Google’s Neural Machine Translation is Breaking New Ground for AI - IQVIS Inc.

Google’s Neural Machine Translation is Breaking New Ground for AI

By: Rae Steinbach

Most people are familiar with artificial intelligence (AI) to some degree; if the knowledge doesn’t come from its real-world practical applications, they have at least some reference from popular fiction. While we may be a great distance from the advanced forms of AI that we see in movies or read about in science fiction novels, the technology has made some great strides in the past decade. Perhaps surprisingly, some of the most significant developments have come in the field of machine translations.

A Look at the Past of Artificial Intelligence

The first artificially intelligent systems used narrow AI. This is a type of AI that performs specific tasks by following a set of preprogrammed rules. Examples of this would be the AI you’d find in popular video games or some of the simpler chatbot programs.

In the 1990s, programmers started using algorithms to teach AI systems through a discipline known as machine learning. With machine learning, AI systems didn’t have to be specifically programmed to perform tasks. By exposing the system to enough data, it could analyze the information, find patterns and learn how to perform the intended objective.

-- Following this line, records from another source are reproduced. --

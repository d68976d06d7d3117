//! Bank guarantee application flow.
//!
//! Four steps: project details, clause selection, document upload, review.
//! The clause catalog varies with the chosen project type: reducing-value is
//! suggested for performance guarantees, extend-or-pay for performance and
//! advance-payment guarantees, and the unconditional on-demand clause is
//! never suggested (high risk) but remains selectable.

use tradeport_types::clause::{ChecklistItem, RiskLevel};
use tradeport_types::error::StepSourceError;
use tradeport_types::field::FieldSpec;
use tradeport_types::flow::{FlowContext, ProjectType};
use tradeport_types::wizard::{StepDefinition, StepId, StepKind};

use crate::wizard::PreviewTemplate;

/// Typical bank turnaround once the application is submitted.
pub const PROCESSING_ESTIMATE: &str = "2-3 business days";

pub const STEP_PROJECT_DETAILS: &str = "project-details";
pub const STEP_CLAUSE_SELECTION: &str = "clause-selection";
pub const STEP_DOCUMENT_UPLOAD: &str = "document-upload";
pub const STEP_REVIEW: &str = "review-submit";

/// Ordered step table for the bank guarantee flow.
pub fn steps() -> Vec<StepDefinition> {
    vec![
        StepDefinition {
            id: StepId::from(STEP_PROJECT_DETAILS),
            label: "Project Details".to_string(),
            kind: StepKind::TypeSelection,
            fields: vec![
                FieldSpec::required_choice(
                    "project_type",
                    "Project Type",
                    &["performance", "bid", "advance", "retention"],
                ),
                FieldSpec::required_text("applicant", "Applicant"),
                FieldSpec::required_text("beneficiary", "Beneficiary"),
                FieldSpec::required_text("beneficiary_address", "Beneficiary Address"),
                FieldSpec::required_text("amount", "Guarantee Amount"),
                FieldSpec::required_text("end_date", "Validity End Date"),
                FieldSpec::optional_text("project_description", "Project Description"),
            ],
        },
        StepDefinition {
            id: StepId::from(STEP_CLAUSE_SELECTION),
            label: "Clause Selection".to_string(),
            kind: StepKind::ClauseSelection,
            fields: vec![],
        },
        StepDefinition {
            id: StepId::from(STEP_DOCUMENT_UPLOAD),
            label: "Document Upload".to_string(),
            kind: StepKind::DocumentUpload,
            fields: vec![],
        },
        StepDefinition {
            id: StepId::from(STEP_REVIEW),
            label: "Review & Submit".to_string(),
            kind: StepKind::Review,
            fields: vec![],
        },
    ]
}

/// Checklist items for a step, given the chosen project type.
pub fn items_for(ctx: FlowContext, step: &StepId) -> Result<Vec<ChecklistItem>, StepSourceError> {
    match step.as_str() {
        STEP_CLAUSE_SELECTION => {
            let project_type = ctx.project_type.ok_or(StepSourceError::MissingVariant)?;
            Ok(clause_catalog(project_type))
        }
        STEP_DOCUMENT_UPLOAD => Ok(document_slots()),
        _ => Ok(Vec::new()),
    }
}

fn clause(
    id: &str,
    title: &str,
    description: &str,
    content: &str,
    required: bool,
    suggested: bool,
    risk: RiskLevel,
    risk_note: Option<&str>,
) -> ChecklistItem {
    ChecklistItem {
        id: id.to_string(),
        title: title.to_string(),
        description: description.to_string(),
        content: content.to_string(),
        required,
        // Suggested clauses start included; required ones always are.
        selected: required || suggested,
        risk,
        risk_note: risk_note.map(str::to_string),
    }
}

/// The clause catalog, with suggestions keyed off the project type.
fn clause_catalog(project_type: ProjectType) -> Vec<ChecklistItem> {
    let performance = project_type == ProjectType::Performance;
    let advance = project_type == ProjectType::Advance;

    vec![
        clause(
            "beneficiary",
            "Beneficiary Details",
            "Specifies the party in whose favor the guarantee is issued",
            "This Bank Guarantee is issued in favor of [BENEFICIARY NAME], \
             with registered address at [BENEFICIARY ADDRESS].",
            true,
            true,
            RiskLevel::Low,
            None,
        ),
        clause(
            "amount",
            "Guarantee Amount",
            "The maximum amount the bank is liable to pay",
            "The Bank hereby guarantees to pay the Beneficiary a sum not exceeding \
             [AMOUNT IN FIGURES] upon receipt of the Beneficiary's complying demand.",
            true,
            true,
            RiskLevel::Low,
            None,
        ),
        clause(
            "validity",
            "Validity Period",
            "The time period during which the guarantee can be invoked",
            "This Bank Guarantee shall remain valid and enforceable until [END DATE], \
             after which it shall become null and void.",
            true,
            true,
            RiskLevel::Low,
            None,
        ),
        clause(
            "invocation",
            "Invocation Clause",
            "Conditions under which the guarantee can be invoked",
            "The guarantee shall be invoked by the Beneficiary by way of a written demand \
             stating that [APPLICANT NAME] has failed to fulfill their contractual obligations.",
            true,
            true,
            RiskLevel::Low,
            None,
        ),
        clause(
            "reducing-value",
            "Reducing Value Clause",
            "Allows for reduction of the guarantee amount over time",
            "The value of this guarantee shall automatically reduce to [PERCENTAGE]% after \
             completion of [MILESTONE] as certified by [AUTHORITY].",
            false,
            performance,
            RiskLevel::Low,
            None,
        ),
        clause(
            "extend-or-pay",
            "Extend or Pay Clause",
            "Allows beneficiary to demand extension or payment",
            "If the validity of this guarantee is not extended 30 days before expiry, \
             the Bank shall pay the guaranteed sum to the Beneficiary.",
            false,
            performance || advance,
            RiskLevel::Medium,
            Some("This clause may lead to payment even without contractor default"),
        ),
        clause(
            "on-demand",
            "Unconditional On-Demand Clause",
            "Makes the guarantee payable on first demand without proof",
            "This guarantee is unconditional and the Bank shall pay upon first demand \
             without contest or dispute and without reference to [APPLICANT NAME].",
            false,
            false,
            RiskLevel::High,
            Some("High risk of unfair invocation without evidence of default"),
        ),
    ]
}

/// Document slots for the upload step. Selected means uploaded.
fn document_slots() -> Vec<ChecklistItem> {
    let slot = |id: &str, title: &str, description: &str, required: bool| ChecklistItem {
        id: id.to_string(),
        title: title.to_string(),
        description: description.to_string(),
        content: String::new(),
        required,
        selected: false,
        risk: RiskLevel::Low,
        risk_note: None,
    };

    vec![
        slot(
            "contract-copy",
            "Signed Contract Copy",
            "The underlying contract the guarantee secures",
            true,
        ),
        slot(
            "financial-statements",
            "Financial Statements",
            "Latest audited financials of the applicant",
            true,
        ),
        slot(
            "completion-schedule",
            "Project Completion Schedule",
            "Milestone schedule supporting reducing-value terms",
            false,
        ),
    ]
}

/// Deed-of-guarantee preview template.
pub fn preview_template() -> PreviewTemplate {
    PreviewTemplate::new(
        "BANK GUARANTEE\n\n\
         THIS DEED OF GUARANTEE made this [DATE] by [BANK NAME], a banking company \
         having its registered office at [BANK ADDRESS] (hereinafter referred to as \
         \"the Bank\")\n\n\
         IN FAVOR OF\n\n\
         [BENEFICIARY NAME], having its registered office at [BENEFICIARY ADDRESS] \
         (hereinafter referred to as \"the Beneficiary\")\n\n\
         WHEREAS [APPLICANT NAME] (hereinafter referred to as \"the Applicant\") has \
         entered into a contract with the Beneficiary for [PROJECT DESCRIPTION].\n\n\
         AND WHEREAS the Applicant is required to furnish a Bank Guarantee for the sum \
         of [AMOUNT IN FIGURES] valid until [END DATE].",
        vec![
            ("BENEFICIARY NAME", "beneficiary"),
            ("BENEFICIARY ADDRESS", "beneficiary_address"),
            ("APPLICANT NAME", "applicant"),
            ("AMOUNT IN FIGURES", "amount"),
            ("END DATE", "end_date"),
            ("PROJECT DESCRIPTION", "project_description"),
        ],
    )
}
//! Pluggable recommendation provider.
//!
//! The portal shows "smart assistant" guidance next to each step. The core
//! treats the provider as an opaque collaborator: anything from a static
//! lookup to a hosted model can sit behind the trait. The built-in
//! `StaticAdvisor` returns fixed, deterministic guidance per flow and step.

use tradeport_types::flow::FlowKind;
use tradeport_types::wizard::StepKind;

use crate::flows;

/// Produces step-contextual guidance for the user.
pub trait Advisor: Send + Sync {
    /// A short guidance string for the given flow and step kind.
    fn guidance(&self, flow: FlowKind, step: StepKind) -> String;
}

/// Deterministic advisor serving fixed per-step guidance.
#[derive(Debug, Clone, Copy, Default)]
pub struct StaticAdvisor;

impl Advisor for StaticAdvisor {
    fn guidance(&self, flow: FlowKind, step: StepKind) -> String {
        let text = match (flow, step) {
            (FlowKind::BankGuarantee, StepKind::TypeSelection) => {
                "Select your project type to receive suggested clauses tailored to your needs."
            }
            (FlowKind::BankGuarantee, StepKind::ClauseSelection) => {
                "Suggested clauses carry risk ratings; review the wording before including them."
            }
            (_, StepKind::DocumentUpload) => {
                "Upload all required documents; completeness is checked before submission."
            }
            (_, StepKind::Review) => {
                return format!(
                    "Review all details before submission. Processing typically takes {}.",
                    flows::processing_estimate(flow)
                );
            }
            (FlowKind::LetterOfCredit, StepKind::TypeSelection) => {
                "Choose the LC type that best fits your trade requirements."
            }
            (FlowKind::Remittance, _) | (_, StepKind::Details) => {
                "Fill in the application details; required fields gate the next step."
            }
            (FlowKind::LetterOfCredit, StepKind::ClauseSelection) => {
                "Select the documentary conditions to attach to this credit."
            }
        };
        text.to_string()
    }
}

In the 21st Century, researchers starting working on deep learning for machines. With deep learning, the system will have a network of artificial neurons that are designed to learn in a way that is similar to that of the human brain.

What Makes Deep Learning Different?

With earlier types of machine learning, the system could learn, but it needed human supervision. Not only that, it also needed to be told what it was supposed to take away from the information. Deep learning models itself on the neural networks in the human brain, which allows it to learn more independently.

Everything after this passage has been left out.